We wanted to talk with the APA about these latest findings but they refused, citing an on-going investigation of its own.
And don't expect the mainstream media to provide much coverage about the research either.
Counseling, Peer Support, Pastoral Care
Alan Chambers heads Exodus International and says he's not surprised about the lack of attention.
"People don't want to promote the truth, especially the mainstream media. They don't want to add that component to the debate," Chambers said.
Now more than 30 years old, Exodus has become a coalition of more than 100 ministries to gays. Counseling, peer support and pastoral care are all part of the mix. Exodus doesn't claim any one surefire method to help those who want out -- but Chambers say the church is key.
"What I see as a common denominator in the people who live out a life of success for decades long-term is that they have community, people who they can be honest with and I mean the body of Christ," Chambers said.
For Goddard, it was unconditional love from church friends who supported him through the up and down years of his recovery.
"They never said, 'you can't come back. Ok, you've sinned too much. You can't come back,'" Goddard said.
As many churches help those coming out of homosexuality, liberal churches that promote tolerance often stand in the way. Chambers says they remain the greatest threat to developing a biblical view of sexuality.
Maggie Bain is a former lesbian who thought she could have it all. She started living with her partner at 17. A Christian, she wanted to believe the pro-gay theology promoted by her new friends.
Pro-Gay Theology: Love is Never Wrong
"They're like -- 'Love is never wrong. God made us, we can love who we want to love,'" Bain said.
Today, she works at an evangelical church and credits Christian friends who helped her get out.

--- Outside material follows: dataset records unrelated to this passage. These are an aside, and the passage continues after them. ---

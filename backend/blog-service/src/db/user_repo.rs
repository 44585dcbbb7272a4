use crate::error::{AppError, Result};
use crate::models::User;
use sqlx::SqlitePool;

/// Create a new user
///
/// A unique-constraint hit on `email` comes back as `AppError::Conflict`.
pub async fn create_user(
    pool: &SqlitePool,
    email: &str,
    name: &str,
    password_hash: &str,
) -> Result<User> {
    let user = sqlx::query_as::<_, User>(
        r#"
        INSERT INTO users (email, password, name)
        VALUES (?, ?, ?)
        RETURNING id, email, password, name
        "#,
    )
    .bind(email)
    .bind(password_hash)
    .bind(name)
    .fetch_one(pool)
    .await
    .map_err(|e| match AppError::from(e) {
        AppError::Conflict(_) => AppError::Conflict("Email already registered".to_string()),
        other => other,
    })?;

    Ok(user)
}

/// Get user by email
pub async fn find_by_email(pool: &SqlitePool, email: &str) -> Result<Option<User>> {
    let user = sqlx::query_as::<_, User>(
        r#"
        SELECT id, email, password, name FROM users WHERE email = ?
        "#,
    )
    .bind(email)
    .fetch_optional(pool)
    .await?;

    Ok(user)
}

/// Get user by ID
pub async fn find_by_id(pool: &SqlitePool, user_id: i64) -> Result<Option<User>> {
    let user = sqlx::query_as::<_, User>(
        r#"
        SELECT id, email, password, name FROM users WHERE id = ?
        "#,
    )
    .bind(user_id)
    .fetch_optional(pool)
    .await?;

    Ok(user)
}

pub async fn email_exists(pool: &SqlitePool, email: &str) -> Result<bool> {
    let exists: bool = sqlx::query_scalar("SELECT EXISTS(SELECT 1 FROM users WHERE email = ?)")
        .bind(email)
        .fetch_one(pool)
        .await?;

    Ok(exists)
}
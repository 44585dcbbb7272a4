/// Blog Service Library
///
/// A small personal blog: visitors register and log in, the admin writes,
/// edits and deletes posts, and logged-in visitors comment on posts.
///
/// # Modules
///
/// - `handlers`: HTTP request handlers
/// - `models`: Row and form types for users, posts, comments
/// - `services`: Business logic layer
/// - `db`: Connection pool, migrations and repositories
/// - `middleware`: Session and admin extractors
/// - `security`: Password hashing and session tokens
/// - `templates`: Tera rendering and shared page context
/// - `flash`: One-shot messages across redirects
/// - `error`: Error types and handling
/// - `config`: Configuration management
pub mod config;
pub mod db;
pub mod error;
pub mod flash;
pub mod handlers;
pub mod middleware;
pub mod models;
pub mod security;
pub mod services;
pub mod templates;

pub use config::Config;
pub use error::{AppError, Result};

use actix_web::web;
use security::SessionKeys;
use sqlx::SqlitePool;
use templates::Templates;

/// Shared application state, registered as `web::Data<AppState>`
#[derive(Clone)]
pub struct AppState {
    pub db: SqlitePool,
    pub templates: Templates,
    pub sessions: SessionKeys,
    pub admin_user_id: i64,
}

impl AppState {
    /// Connect, migrate and load templates
    pub async fn build(config: &Config) -> anyhow::Result<Self> {
        let db = db::create_pool(&config.database).await?;
        db::run_migrations(&db).await?;
        let templates = Templates::load(&config.site.templates_dir)?;

        Ok(Self {
            db,
            templates,
            sessions: SessionKeys::new(&config.session),
            admin_user_id: config.site.admin_user_id,
        })
    }
}

/// Register every blog route
pub fn configure_routes(cfg: &mut web::ServiceConfig) {
    use handlers::*;

    cfg.route("/", web::get().to(index))
        .route("/about", web::get().to(about))
        .route("/contact", web::get().to(contact))
        .service(
            web::resource("/register")
                .route(web::get().to(register_form))
                .route(web::post().to(register)),
        )
        .service(
            web::resource("/login")
                .route(web::get().to(login_form))
                .route(web::post().to(login)),
        )
        .route("/logout", web::get().to(logout))
        .service(
            web::resource("/post/{post_id}")
                .route(web::get().to(show_post))
                .route(web::post().to(add_comment)),
        )
        .service(
            web::resource("/new-post")
                .route(web::get().to(new_post_form))
                .route(web::post().to(create_post)),
        )
        .service(
            web::resource("/edit-post/{post_id}")
                .route(web::get().to(edit_post_form))
                .route(web::post().to(update_post)),
        )
        .service(
            web::resource("/delete/{post_id}")
                .route(web::get().to(delete_post))
                .route(web::post().to(delete_post)),
        )
        .service(
            web::resource(r"/{post_id:\d+}/delete-comment/{comment_id}")
                .route(web::get().to(delete_comment))
                .route(web::post().to(delete_comment)),
        )
        .service(
            web::scope("/api/v1/health")
                .route("", web::get().to(health_summary))
                .route("/live", web::get().to(liveness_check)),
        );
}
use crate::models::{Post, PostSummary};
use sqlx::SqlitePool;

/// All posts, newest first
pub async fn list_posts(pool: &SqlitePool) -> Result<Vec<PostSummary>, sqlx::Error> {
    let posts = sqlx::query_as::<_, PostSummary>(
        r#"
        SELECT p.id, p.title, p.subtitle, p.date, u.name AS author_name
        FROM blog_posts p
        LEFT JOIN users u ON u.id = p.author_id
        ORDER BY p.id DESC
        "#,
    )
    .fetch_all(pool)
    .await?;

    Ok(posts)
}

/// Get a single post with its author's name
pub async fn get_post_by_id(pool: &SqlitePool, post_id: i64) -> Result<Option<Post>, sqlx::Error> {
    let post = sqlx::query_as::<_, Post>(
        r#"
        SELECT p.id, p.author_id, p.title, p.subtitle, p.date, p.body, p.img_url,
               u.name AS author_name
        FROM blog_posts p
        LEFT JOIN users u ON u.id = p.author_id
        WHERE p.id = ?
        "#,
    )
    .bind(post_id)
    .fetch_optional(pool)
    .await?;

    Ok(post)
}

/// Insert a post and return its id
pub async fn create_post(
    pool: &SqlitePool,
    author_id: i64,
    title: &str,
    subtitle: &str,
    date: &str,
    body: &str,
    img_url: &str,
) -> Result<i64, sqlx::Error> {
    let id: i64 = sqlx::query_scalar(
        r#"
        INSERT INTO blog_posts (author_id, title, subtitle, date, body, img_url)
        VALUES (?, ?, ?, ?, ?, ?)
        RETURNING id
        "#,
    )
    .bind(author_id)
    .bind(title)
    .bind(subtitle)
    .bind(date)
    .bind(body)
    .bind(img_url)
    .fetch_one(pool)
    .await?;

    Ok(id)
}

/// Update the editable fields of a post. Returns false when the post does not exist.
pub async fn update_post(
    pool: &SqlitePool,
    post_id: i64,
    title: &str,
    subtitle: &str,
    body: &str,
    img_url: &str,
) -> Result<bool, sqlx::Error> {
    let result = sqlx::query(
        r#"
        UPDATE blog_posts
        SET title = ?, subtitle = ?, body = ?, img_url = ?
        WHERE id = ?
        "#,
    )
    .bind(title)
    .bind(subtitle)
    .bind(body)
    .bind(img_url)
    .bind(post_id)
    .execute(pool)
    .await?;

    Ok(result.rows_affected() > 0)
}

/// Delete a post; its comments go with it (ON DELETE CASCADE)
pub async fn delete_post(pool: &SqlitePool, post_id: i64) -> Result<bool, sqlx::Error> {
    let result = sqlx::query("DELETE FROM blog_posts WHERE id = ?")
        .bind(post_id)
        .execute(pool)
        .await?;

    Ok(result.rows_affected() > 0)
}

"When I left the relationship with her and decided not to be gay anymore, not be in the lifestyle anymore, I was surrounded by people that cared about me, loved me," Bain said.

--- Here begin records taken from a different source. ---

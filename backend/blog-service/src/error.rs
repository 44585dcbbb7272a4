/// Error types for Blog Service
///
/// Errors are converted to HTML error pages for browsers. Internal details
/// (database or template failures) are logged and never rendered.
use actix_web::{error::ResponseError, http::header::ContentType, http::StatusCode, HttpResponse};
use thiserror::Error;

/// Result type for blog-service operations
pub type Result<T> = std::result::Result<T, AppError>;

/// Application error types
#[derive(Debug, Error)]
pub enum AppError {
    #[error("Database error: {0}")]
    Database(String),

    #[error("Template error: {0}")]
    Template(String),

    #[error("Validation error: {0}")]
    Validation(String),

    #[error("Not found: {0}")]
    NotFound(String),

    #[error("Unauthorized: {0}")]
    Unauthorized(String),

    #[error("Forbidden: {0}")]
    Forbidden(String),

    #[error("Conflict: {0}")]
    Conflict(String),

    #[error("Internal error: {0}")]
    Internal(String),
}

impl AppError {
    /// Message safe to show to the visitor
    fn public_message(&self) -> &str {
        match self {
            AppError::Database(_) | AppError::Template(_) | AppError::Internal(_) => {
                "Something went wrong on our side. Please try again later."
            }
            AppError::Validation(msg)
            | AppError::NotFound(msg)
            | AppError::Unauthorized(msg)
            | AppError::Forbidden(msg)
            | AppError::Conflict(msg) => msg,
        }
    }
}

impl ResponseError for AppError {
    fn status_code(&self) -> StatusCode {
        match self {
            AppError::Database(_) | AppError::Template(_) | AppError::Internal(_) => {
                StatusCode::INTERNAL_SERVER_ERROR
            }
            AppError::Validation(_) => StatusCode::BAD_REQUEST,
            AppError::NotFound(_) => StatusCode::NOT_FOUND,
            AppError::Unauthorized(_) => StatusCode::UNAUTHORIZED,
            AppError::Forbidden(_) => StatusCode::FORBIDDEN,
            AppError::Conflict(_) => StatusCode::CONFLICT,
        }
    }

    fn error_response(&self) -> HttpResponse {
        let status = self.status_code();
        if status.is_server_error() {
            tracing::error!(error = %self, "request failed");
        }

        let reason = status.canonical_reason().unwrap_or("Error");
        let body = format!(
            "<!DOCTYPE html>\n<html lang=\"en\">\n<head><meta charset=\"utf-8\"><title>{code} {reason}</title>\
             <link rel=\"stylesheet\" href=\"/static/css/styles.css\"></head>\n<body class=\"error-page\">\
             <main><h1>{code} {reason}</h1><p>{message}</p><p><a href=\"/\">Back to the blog</a></p></main>\
             </body>\n</html>\n",
            code = status.as_u16(),
            reason = reason,
            message = tera::escape_html(self.public_message()),
        );

        HttpResponse::build(status)
            .content_type(ContentType::html())
            .body(body)
    }
}

impl From<sqlx::Error> for AppError {
    fn from(err: sqlx::Error) -> Self {
        match err {
            sqlx::Error::RowNotFound => AppError::NotFound("Record not found".to_string()),
            sqlx::Error::Database(ref db_err) if db_err.is_unique_violation() => {
                AppError::Conflict(db_err.message().to_string())
            }
            other => AppError::Database(other.to_string()),
        }
    }
}

impl From<sqlx::migrate::MigrateError> for AppError {
    fn from(err: sqlx::migrate::MigrateError) -> Self {
        AppError::Database(err.to_string())
    }
}

impl From<tera::Error> for AppError {
    fn from(err: tera::Error) -> Self {
        // tera keeps the useful part in the source chain
        let mut message = err.to_string();
        let mut source = std::error::Error::source(&err);
        while let Some(inner) = source {
            message.push_str(": ");
            message.push_str(&inner.to_string());
            source = inner.source();
        }
        AppError::Template(message)
    }
}

impl From<jsonwebtoken::errors::Error> for AppError {
    fn from(err: jsonwebtoken::errors::Error) -> Self {
        AppError::Unauthorized(format!("Invalid session: {}", err))
    }
}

Maggie's story also contradicts the major mental health groups, that say it's harmful to even try and change your orientation. But Jones and Yarhouse's research says no. Their study shows none of the 98 subjects were harmed psychologically.
Still, Yarhouse says the church must be careful not to oversimplify the process, which usually takes years -- and does not always lead to complete healing.
Healing a Difficult Path
"This is a very difficult path to take so we're not suggesting it's easy," Yarhouse said.
And what about the 56 percent in the study that reported minor or no significant change? Chambers says he's not giving up on them -- and neither should the church.
"The research found that not everyone did change. Is everyone able to change? I think that's still up for debate," Chambers said.
"It's probably one of the most difficult things I've done in my life but I wouldn't go back at all," Goddard said. "At the end of the day, my best day in that lifestyle doesn't compare to my worst day serving Jesus."
*Original broadcast February 19, 2008.